My Type-F is great, never locks up.
My Diansheng used to lock up a lot, but recently it doesn't happen much anymore...


----------



## PEZenfuego (Nov 12, 2009)

Zarxrax said:


> My Type-F is great, never locks up.
> My Diansheng used to lock up a lot, but recently it doesn't happen much anymore...



I'll trade you because I have the opposite problem


----------



## 4Chan (Nov 12, 2009)

Zarxrax's type F is reallyyyy nice. 0:


----------



## daniel0731ex (Nov 12, 2009)

dianshengs will lock up frequently if you loosen it. it's because the springs are way too soft. i'd recommend changing the hardwares if you want to adjust the tension.


----------



## Edmund (Nov 12, 2009)

Cubes=Life said:


> Personally, the light, crisp, fast, loudness of it makes up for the lockups.
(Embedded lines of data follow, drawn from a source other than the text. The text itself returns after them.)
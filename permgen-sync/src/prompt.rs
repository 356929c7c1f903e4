//! Operator interaction port
//!
//! Confirmation and selection are asked through [`OperatorPrompt`], so the
//! reconciler runs the same way against a terminal, a script or a test.

use std::collections::VecDeque;
use std::sync::Mutex;

/// Operator prompt trait.
pub trait OperatorPrompt: Send + Sync {
    /// Ask a yes/no question.
    fn confirm(&self, message: &str, default: bool) -> bool;

    /// Ask the operator to pick one option.
    ///
    /// Returns `None` when no choice can be made, e.g. no terminal attached.
    /// An answer that matches no option is returned as given, so the caller
    /// can reject it.
    fn select(&self, message: &str, options: &[String], default_index: usize) -> Option<String>;
}

/// Accepts every confirmation and every default selection.
#[derive(Debug, Clone, Copy, Default)]
pub struct AssumeYes;

impl OperatorPrompt for AssumeYes {
    fn confirm(&self, _message: &str, _default: bool) -> bool {
        true
    }

    fn select(&self, _message: &str, options: &[String], default_index: usize) -> Option<String> {
        options.get(default_index).or_else(|| options.first()).cloned()
    }
}

/// Replays pre-recorded answers and records every question asked.
///
/// When the scripted answers run out, the prompt's default is used.
#[derive(Debug, Default)]
pub struct ScriptedPrompt {
    confirmations: Mutex<VecDeque<bool>>,
    selections: Mutex<VecDeque<Option<String>>>,
    asked: Mutex<Vec<String>>,
}

impl ScriptedPrompt {
    /// Create a prompt with no scripted answers.
    pub fn new() -> Self {
        Self::default()
    }

    /// Queue an answer for the next confirmation.
    pub fn with_confirmation(self, answer: bool) -> Self {
        if let Ok(mut queue) = self.confirmations.lock() {
            queue.push_back(answer);
        }
        self
    }

    /// Queue an answer for the next selection.
    pub fn with_selection(self, answer: Option<&str>) -> Self {
        if let Ok(mut queue) = self.selections.lock() {
            queue.push_back(answer.map(str::to_string));
        }
        self
    }

    /// Every message asked so far, in order.
    pub fn asked(&self) -> Vec<String> {
        self.asked.lock().map(|asked| asked.clone()).unwrap_or_default()
    }

    fn record(&self, message: &str) {
        if let Ok(mut asked) = self.asked.lock() {
            asked.push(message.to_string());
        }
    }
}

impl OperatorPrompt for ScriptedPrompt {
    fn confirm(&self, message: &str, default: bool) -> bool {
        self.record(message);
        self.confirmations
            .lock()
            .ok()
            .and_then(|mut queue| queue.pop_front())
            .unwrap_or(default)
    }

    fn select(&self, message: &str, options: &[String], default_index: usize) -> Option<String> {
        self.record(message);
        match self.selections.lock().ok().and_then(|mut queue| queue.pop_front()) {
            Some(answer) => answer,
            None => options.get(default_index).cloned(),
        }
    }
}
Couldn't of said it better.


----------



## Daniel Wu (Nov 12, 2009)

My old type A doesn't lock up very much. But when it does... It tends to explode.


----------



## Zubon (Nov 12, 2009)

Out of the cubes that I have, the ones that lock up the least would have to be
1 Type AII
2 Edison (Pops a little too much for me)
3 TaiYan

I don't mind of the cube is slow because if anything, it helps with lookahead. But one thing that I can't stand is lockups!


----------



## thiJUMBA (Nov 12, 2009)

I haven't got a Cube 4 You...yet!
but my friend has one and it cuts corners and doesn't lock up
but people tend to say its really poppy.


----------



## qqwref (Nov 12, 2009)

All cubes will lock up if you turn them inaccurately. However, type F (haven't tried F-II but it's probably the same deal) has cubies that are more curved than normal, which means it can kind of cut corners at a slight negative angle. This means that it is more resistant to inaccurate turns than other cubes, and will lock up less (assuming tightness, lubing, etc. are constant).


----------



## (X) (Nov 12, 2009)

Yeah, I agree with qqwref my ghost hand (which is in the f family) doesn't lock up at all

EDIT: almost


----------



## Cride5 (Nov 12, 2009)

Based on this survey, the Rubik's DIY could be worth a shot. Note, however that the number of ratings for each cube is relatively small.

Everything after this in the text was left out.